Una situación similar vivieron, entre tantos, dos jubilados que podrían ser sus padres pero resulta que son los míos. Más de una vez, ellos recibieron su boleta de Telefónica con llamadas a celulares que no habían realizado. Imaginen a dos personas grandes llevadas por una voz grabada a pasear por esa especie de oca del “marque tal” y “ahora marque cual”.
Tan agotador y kafkiano resultó el proceso que finalmente terminaron pagando por temor a que les cortaran esa vía de comunicación más que prioritaria para los de su edad.
No sería ilógico suponer que quienes deben auditar el (mal) trato a los clientes nos respondan sin ponerse colorados: “Disculpen, en este momento no los puedo atender. Intenten más tarde”.

Tu tu tu tu tu tu
Los gratuitos 0-800, que en muchos casos cumplen un servicio esencial, son otra muestra de esa conflictiva pulseada entre el hombre y la máquina; en especial aquellos destinados a los reclamos. Prueben si no denunciar al micro que los encerró o a su paso dejó más humo que los pastizales quemados en Buenos Aires, o intenten con el de los municipios, donde se reciben (o deberían) denuncias, consultas y pedidos de servicios. La respuesta será el incansable tono de ocupado retumbando cual bombo del Tula.
En cambio, si llaman al de una mayonesa, un dentífrico o un champú, serán atendidos con todo gusto y hasta puede que les envíen una muestra gratis a su casa.
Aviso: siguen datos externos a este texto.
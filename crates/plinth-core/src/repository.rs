//! Repository trait definitions for data access abstraction.
//!
//! All repository operations are async. The tenant directory is a
//! single shared store; user repositories are bound to one tenant's
//! own database.

use uuid::Uuid;

use crate::error::PlinthResult;
use crate::models::{
    tenant::{CreateTenant, Tenant, TenantStatus, UpdateTenant},
    user::{CreateUser, User},
};

/// Pagination parameters for list queries.
#[derive(Debug, Clone)]
pub struct Pagination {
    pub offset: u64,
    pub limit: u64,
}

impl Default for Pagination {
    fn default() -> Self {
        Self {
            offset: 0,
            limit: 50,
        }
    }
}

/// A paginated result set.
#[derive(Debug, Clone)]
pub struct PaginatedResult<T> {
    pub items: Vec<T>,
    pub total: u64,
    pub offset: u64,
    pub limit: u64,
}

// ---------------------------------------------------------------------------
// Tenant directory (global scope)
// ---------------------------------------------------------------------------

pub trait TenantRepository: Send + Sync {
    /// Insert a tenant in `provisioning` status.
    ///
    /// Fails with `DomainExists` when the domain or subdomain is taken.
    fn create(&self, input: CreateTenant) -> impl Future<Output = PlinthResult<Tenant>> + Send;
    fn get_by_id(&self, id: Uuid) -> impl Future<Output = PlinthResult<Tenant>> + Send;
    fn find_by_domain(
        &self,
        domain: &str,
    ) -> impl Future<Output = PlinthResult<Option<Tenant>>> + Send;
    fn find_by_subdomain(
        &self,
        subdomain: &str,
    ) -> impl Future<Output = PlinthResult<Option<Tenant>>> + Send;
    /// Whether `domain` or `subdomain` is already held by a tenant other
    /// than `except`.
    fn domain_taken(
        &self,
        domain: &str,
        subdomain: Option<&str>,
        except: Option<Uuid>,
    ) -> impl Future<Output = PlinthResult<bool>> + Send;
    fn update(
        &self,
        id: Uuid,
        input: UpdateTenant,
    ) -> impl Future<Output = PlinthResult<Tenant>> + Send;
    fn set_status(
        &self,
        id: Uuid,
        status: TenantStatus,
    ) -> impl Future<Output = PlinthResult<Tenant>> + Send;
    fn set_domain(&self, id: Uuid, domain: &str)
    -> impl Future<Output = PlinthResult<Tenant>> + Send;
    fn touch_last_activity(&self, id: Uuid) -> impl Future<Output = PlinthResult<()>> + Send;
    fn delete(&self, id: Uuid) -> impl Future<Output = PlinthResult<()>> + Send;
    fn list(
        &self,
        pagination: Pagination,
    ) -> impl Future<Output = PlinthResult<PaginatedResult<Tenant>>> + Send;
}

// ---------------------------------------------------------------------------
// Tenant-scoped repositories
// ---------------------------------------------------------------------------

pub trait UserRepository: Send + Sync {
    fn create(&self, input: CreateUser) -> impl Future<Output = PlinthResult<User>> + Send;
    fn get_by_username(
        &self,
        tenant_id: Uuid,
        username: &str,
    ) -> impl Future<Output = PlinthResult<User>> + Send;
    fn count(&self, tenant_id: Uuid) -> impl Future<Output = PlinthResult<u64>> + Send;
}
En su mayoría, estos números vienen a crear la ilusión de que hay más posibilidades de atención cuando en “la vida real” resultan todo lo contrario. Sería de necios negar los beneficios que aportan las nuevas tecnologías, sin embargo cuando éstas “se interponen entre el sujeto y el mundo, y cuando su presencia es tan abrumadora, algo va mal”, nos alerta Roman Gubern, catedrático de la Universidad de Barcelona.
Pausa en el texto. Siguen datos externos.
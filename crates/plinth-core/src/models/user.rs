//! User domain model.
//!
//! Users live inside a tenant's own database; the `tenant_id` field is
//! kept on every row so records stay attributable after export.

use chrono::{DateTime, Utc};
use serde::{Deserialize, Serialize};
use uuid::Uuid;

#[derive(Debug, Clone, Copy, Serialize, Deserialize, PartialEq, Eq)]
#[serde(rename_all = "lowercase")]
pub enum UserRole {
    Admin,
    Editor,
    Author,
}

#[derive(Debug, Clone, Serialize, Deserialize)]
pub struct User {
    pub id: Uuid,
    pub tenant_id: Uuid,
    pub username: String,
    pub email: String,
    pub password_hash: String,
    pub role: UserRole,
    /// Set for accounts created with a generated temporary credential.
    pub must_change_password: bool,
    pub created_at: DateTime<Utc>,
    pub updated_at: DateTime<Utc>,
}

#[derive(Debug, Clone, Serialize, Deserialize)]
pub struct CreateUser {
    pub tenant_id: Uuid,
    pub username: String,
    pub email: String,
    /// Argon2id PHC string; plaintext never reaches the repository.
    pub password_hash: String,
    pub role: UserRole,
    pub must_change_password: bool,
}
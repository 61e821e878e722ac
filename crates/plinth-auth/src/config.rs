//! Credential configuration.

use serde::Deserialize;

/// Configuration for credential hashing and generation.
#[derive(Debug, Clone, Deserialize)]
#[serde(default)]
pub struct AuthConfig {
    /// Optional pepper prepended to passwords before Argon2id hashing.
    pub pepper: Option<String>,
    /// Minimum password length for policy enforcement.
    pub min_password_length: usize,
    /// Length of generated temporary passwords (default: 20).
    pub temporary_password_length: usize,
}

impl Default for AuthConfig {
    fn default() -> Self {
        Self {
            pepper: None,
            min_password_length: 12,
            temporary_password_length: 20,
        }
    }
}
Otro especialista en comunicación, Henoch Aguiar, completa el concepto: “Las tecnologías no nos comunican ni mejor ni peor, sólo las personas decidimos hacerlo”. El problema, digo, es cuando esas personas no somos nosotros y con su desidia e ineficiencia nos complican el básico ida y vuelta.

A nosotros sí
En esta falsa disyuntiva de hombres versus máquinas se da un contrasentido. Mientras a nosotros nos cuesta sangre, sudor y lágrimas lograr que alguien nos escuche en la otra punta del cable, a ellos les resulta demasiado fácil. Sólo tienen que marcar nuestro número. Y cuando nos encuentran, no es para darnos respuestas sino para vendernos desde banda ancha hasta seguros de vida, celulares, tarjetas de crédito, tiempo compartido, planes de ahorro y todo aquello que, por lo general, no nos hace ninguna falta. Es entonces cuando degustamos el plato frío de la venganza: no aceptamos que hilen más de tres oraciones, no respondemos las consultas, rechazamos la oferta y les cortamos con una placentera sensación de justicia.
Sin embargo, ni reímos últimos ni reímos mejor. Nos quedamos añorando aquellos lejanos días de la infancia cuando nos bastaban dos tarritos unidos por un hilo para saber qué pensaba el otro.